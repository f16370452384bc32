//! Earshot: press the button when the tone gets close.

mod cli;

use anyhow::{Context, Result};
use clap::Parser;
use cli::{Cli, InputKind};
use earshot::{AudioDriver, GameConfig, GameLoop, InputAdapter, KeyboardInput};
use std::time::Instant;
use tracing_subscriber::EnvFilter;

fn main() -> Result<()> {
    tracing_subscriber::fmt()
        .with_writer(std::io::stderr)
        .with_env_filter(
            EnvFilter::try_from_default_env().unwrap_or_else(|_| EnvFilter::new("info")),
        )
        .init();

    let cli = Cli::parse();
    let game_config = cli.game_config();
    game_config.validate()?;

    let driver = AudioDriver::open(&cli.audio_config()).context("failed to open audio output")?;

    match cli.input {
        InputKind::Keyboard => println!("Press SPACE when the ball is close, Q to quit."),
        InputKind::Gamepad => println!("Please connect a gamepad..."),
    }
    let input = open_input(cli.input, &game_config)?;

    let outcome = GameLoop::new(
        driver.bus(),
        input,
        rand::thread_rng(),
        game_config,
        Instant::now(),
    )
    .run();

    driver.close().context("failed to stop audio output")?;
    outcome?;

    println!("\nGoodbye!");
    Ok(())
}

fn open_input(
    kind: InputKind,
    #[cfg_attr(not(feature = "gamepad"), allow(unused_variables))] config: &GameConfig,
) -> Result<Box<dyn InputAdapter>> {
    match kind {
        InputKind::Keyboard => Ok(Box::new(
            KeyboardInput::new().context("failed to set up the terminal")?,
        )),
        #[cfg(feature = "gamepad")]
        InputKind::Gamepad => Ok(Box::new(earshot::GamepadInput::new(
            config.device_poll_interval,
        )?)),
        #[cfg(not(feature = "gamepad"))]
        InputKind::Gamepad => {
            anyhow::bail!("this build has no gamepad support; rebuild with --features gamepad")
        }
    }
}
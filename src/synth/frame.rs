//! Stereo frames and immutable sample buffers.

use std::ops::{Add, AddAssign};

/// One stereo sample pair.
#[derive(Debug, Clone, Copy, PartialEq, Default)]
pub struct Frame {
    pub left: f32,
    pub right: f32,
}

impl Frame {
    /// A frame of exact silence.
    pub const SILENCE: Frame = Frame {
        left: 0.0,
        right: 0.0,
    };

    pub fn new(left: f32, right: f32) -> Self {
        Self { left, right }
    }

    /// Creates a frame with the same value on both channels.
    pub fn mono(value: f32) -> Self {
        Self {
            left: value,
            right: value,
        }
    }

    /// Hard-clips both channels to `[-limit, limit]`.
    pub fn clip(self, limit: f32) -> Self {
        Self {
            left: self.left.clamp(-limit, limit),
            right: self.right.clamp(-limit, limit),
        }
    }

    /// Largest absolute sample value of the two channels.
    pub fn peak(&self) -> f32 {
        self.left.abs().max(self.right.abs())
    }
}

impl Add for Frame {
    type Output = Frame;

    fn add(self, rhs: Frame) -> Frame {
        Frame {
            left: self.left + rhs.left,
            right: self.right + rhs.right,
        }
    }
}

impl AddAssign for Frame {
    fn add_assign(&mut self, rhs: Frame) {
        self.left += rhs.left;
        self.right += rhs.right;
    }
}

/// An immutable run of stereo frames produced by the synth layer.
///
/// Buffers are built once and then moved into the mixer, which owns them
/// until every frame has been played.
///
/// # Examples
///
/// ```
/// use earshot::{Frame, SampleBuffer};
///
/// let buffer: SampleBuffer = vec![Frame::mono(0.5); 4].into();
/// assert_eq!(buffer.len(), 4);
/// assert_eq!(buffer.frames()[0].left, 0.5);
/// ```
#[derive(Debug, Clone, PartialEq, Default)]
pub struct SampleBuffer {
    frames: Vec<Frame>,
}

impl SampleBuffer {
    /// Number of stereo frames in the buffer.
    pub fn len(&self) -> usize {
        self.frames.len()
    }

    pub fn is_empty(&self) -> bool {
        self.frames.is_empty()
    }

    pub fn frames(&self) -> &[Frame] {
        &self.frames
    }

    /// Joins buffers back to back into a single buffer.
    ///
    /// # Examples
    ///
    /// ```
    /// use earshot::{Frame, SampleBuffer};
    ///
    /// let a: SampleBuffer = vec![Frame::mono(0.1); 2].into();
    /// let b: SampleBuffer = vec![Frame::mono(0.2); 3].into();
    /// let joined = SampleBuffer::concat([a, b]);
    /// assert_eq!(joined.len(), 5);
    /// assert_eq!(joined.frames()[2], Frame::mono(0.2));
    /// ```
    pub fn concat(parts: impl IntoIterator<Item = SampleBuffer>) -> Self {
        let mut frames = Vec::new();
        for part in parts {
            frames.extend_from_slice(&part.frames);
        }
        Self { frames }
    }
}

impl From<Vec<Frame>> for SampleBuffer {
    fn from(frames: Vec<Frame>) -> Self {
        Self { frames }
    }
}

impl FromIterator<Frame> for SampleBuffer {
    fn from_iter<I: IntoIterator<Item = Frame>>(iter: I) -> Self {
        Self {
            frames: iter.into_iter().collect(),
        }
    }
}

#[cfg(test)]
mod tests {
    use super::*;

    #[test]
    fn test_clip_limits_both_channels() {
        let frame = Frame::new(1.4, -2.0).clip(0.9);
        assert_eq!(frame, Frame::new(0.9, -0.9));
    }

    #[test]
    fn test_clip_leaves_in_range_values() {
        let frame = Frame::new(0.25, -0.5);
        assert_eq!(frame.clip(0.9), frame);
    }

    #[test]
    fn test_add_assign_sums_channels() {
        let mut frame = Frame::new(0.1, 0.2);
        frame += Frame::new(0.3, -0.2);
        assert!((frame.left - 0.4).abs() < 1e-6);
        assert_eq!(frame.right, 0.0);
    }

    #[test]
    fn test_peak() {
        assert_eq!(Frame::new(0.3, -0.7).peak(), 0.7);
        assert_eq!(Frame::SILENCE.peak(), 0.0);
    }

    #[test]
    fn test_concat_of_nothing_is_empty() {
        let joined = SampleBuffer::concat(Vec::new());
        assert!(joined.is_empty());
    }
}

+---+

YOUR GOAL: Once you find the line with "pub fn mono(value: f32)" in the entries above, output it and each line after it up to and including the line with "left: self.left +", and nothing else.

ANSWER TO THIS PROBLEM:
    pub fn mono(value: f32) -> Self {
        Self {
            left: value,
            right: value,
        }
    }

    /// Hard-clips both channels to `[-limit, limit]`.
    pub fn clip(self, limit: f32) -> Self {
        Self {
            left: self.left.clamp(-limit, limit),
            right: self.right.clamp(-limit, limit),
        }
    }

    /// Largest absolute sample value of the two channels.
    pub fn peak(&self) -> f32 {
        self.left.abs().max(self.right.abs())
    }
}

impl Add for Frame {
    type Output = Frame;

    fn add(self, rhs: Frame) -> Frame {
        Frame {
            left: self.left + rhs.left,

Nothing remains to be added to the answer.